== THE INPUT ==

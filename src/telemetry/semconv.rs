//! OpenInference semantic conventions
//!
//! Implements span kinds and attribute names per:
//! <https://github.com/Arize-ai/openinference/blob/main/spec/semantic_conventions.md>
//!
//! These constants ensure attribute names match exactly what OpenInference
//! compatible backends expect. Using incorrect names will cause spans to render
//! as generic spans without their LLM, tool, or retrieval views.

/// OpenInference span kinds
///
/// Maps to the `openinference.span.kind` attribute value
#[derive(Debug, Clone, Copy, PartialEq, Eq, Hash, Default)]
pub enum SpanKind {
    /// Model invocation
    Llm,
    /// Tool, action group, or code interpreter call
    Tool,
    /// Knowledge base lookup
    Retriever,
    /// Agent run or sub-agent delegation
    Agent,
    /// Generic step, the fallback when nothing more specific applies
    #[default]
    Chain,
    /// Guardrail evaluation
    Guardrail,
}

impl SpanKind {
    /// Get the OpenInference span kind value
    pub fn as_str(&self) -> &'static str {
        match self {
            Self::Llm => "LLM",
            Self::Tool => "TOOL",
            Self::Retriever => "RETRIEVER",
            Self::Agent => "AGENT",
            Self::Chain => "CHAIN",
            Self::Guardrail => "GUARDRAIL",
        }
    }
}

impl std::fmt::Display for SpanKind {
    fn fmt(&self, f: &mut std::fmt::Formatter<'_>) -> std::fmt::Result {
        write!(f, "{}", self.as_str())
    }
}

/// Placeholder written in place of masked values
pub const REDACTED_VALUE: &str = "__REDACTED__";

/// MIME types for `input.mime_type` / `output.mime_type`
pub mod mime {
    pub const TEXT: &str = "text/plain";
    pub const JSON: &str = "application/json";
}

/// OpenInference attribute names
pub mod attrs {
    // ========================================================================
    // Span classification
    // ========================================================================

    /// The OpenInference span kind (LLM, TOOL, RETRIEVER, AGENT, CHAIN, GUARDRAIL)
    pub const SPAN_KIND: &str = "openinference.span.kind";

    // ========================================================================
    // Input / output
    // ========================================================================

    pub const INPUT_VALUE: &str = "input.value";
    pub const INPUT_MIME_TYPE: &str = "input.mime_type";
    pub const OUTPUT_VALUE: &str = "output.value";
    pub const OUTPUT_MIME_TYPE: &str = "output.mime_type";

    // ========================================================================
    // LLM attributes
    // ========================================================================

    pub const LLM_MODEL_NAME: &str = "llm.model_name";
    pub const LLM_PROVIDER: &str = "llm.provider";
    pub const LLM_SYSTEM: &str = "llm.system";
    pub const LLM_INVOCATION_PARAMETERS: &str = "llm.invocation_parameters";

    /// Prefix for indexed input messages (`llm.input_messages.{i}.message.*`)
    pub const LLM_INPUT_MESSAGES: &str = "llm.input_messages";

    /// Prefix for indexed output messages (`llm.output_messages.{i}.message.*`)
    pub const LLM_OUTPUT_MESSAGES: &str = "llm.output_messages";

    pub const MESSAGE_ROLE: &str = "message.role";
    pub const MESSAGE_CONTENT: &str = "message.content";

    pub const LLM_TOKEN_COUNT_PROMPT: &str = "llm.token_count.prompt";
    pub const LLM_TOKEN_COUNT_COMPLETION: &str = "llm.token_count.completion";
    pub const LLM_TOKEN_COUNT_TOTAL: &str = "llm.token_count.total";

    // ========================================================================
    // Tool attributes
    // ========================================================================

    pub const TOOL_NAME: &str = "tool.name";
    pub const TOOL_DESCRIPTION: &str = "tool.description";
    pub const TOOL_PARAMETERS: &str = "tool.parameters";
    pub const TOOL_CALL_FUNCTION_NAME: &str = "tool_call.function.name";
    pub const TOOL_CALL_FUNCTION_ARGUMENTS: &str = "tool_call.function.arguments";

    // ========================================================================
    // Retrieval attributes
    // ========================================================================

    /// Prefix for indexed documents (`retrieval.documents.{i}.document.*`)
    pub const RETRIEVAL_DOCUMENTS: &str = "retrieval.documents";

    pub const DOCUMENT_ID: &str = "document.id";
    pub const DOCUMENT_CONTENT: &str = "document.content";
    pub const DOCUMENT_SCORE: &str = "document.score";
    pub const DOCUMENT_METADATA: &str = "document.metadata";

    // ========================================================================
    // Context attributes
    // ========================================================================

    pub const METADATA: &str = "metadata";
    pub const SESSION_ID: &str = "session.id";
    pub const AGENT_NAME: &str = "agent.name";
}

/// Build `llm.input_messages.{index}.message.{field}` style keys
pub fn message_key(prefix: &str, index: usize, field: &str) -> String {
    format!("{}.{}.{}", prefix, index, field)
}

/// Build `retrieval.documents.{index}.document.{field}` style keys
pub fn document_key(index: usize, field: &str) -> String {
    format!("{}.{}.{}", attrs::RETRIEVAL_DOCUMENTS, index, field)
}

===

*YOUR GOAL*
Among the records, count every line where "String" appears. Reply with the total alone.

*WRITTEN ANSWER*
2